## Task statement:
The answer must consist of each line below that contains the word "Generic", copied in full.

Dataset entries
========================
//! Generic actor framework for table-backed resources.
//!
//! This module provides the building blocks for serialising all access to a
//! table through one actor task, with CRUD operations, custom actions and
//! collection-level queries.
//!
//! # Main Components
//!
//! - [`ActorEntity`] - Trait that record types implement to be managed by actors
//! - [`ResourceActor`] - Generic actor that owns a [`ResourceStore`]
//! - [`ResourceClient`] - Typed handle for sending requests to an actor
//! - [`FrameworkError`] / [`StoreError`] - Common error types
//!
//! # Testing
//!
//! See [`mock`] module for utilities to test clients without spawning full actors.

pub mod core;
pub mod mock;
pub mod store;

pub use core::*;
pub use store::*;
========================
## Response:
//! Generic actor framework for table-backed resources.
//! - [`ResourceActor`] - Generic actor that owns a [`ResourceStore`]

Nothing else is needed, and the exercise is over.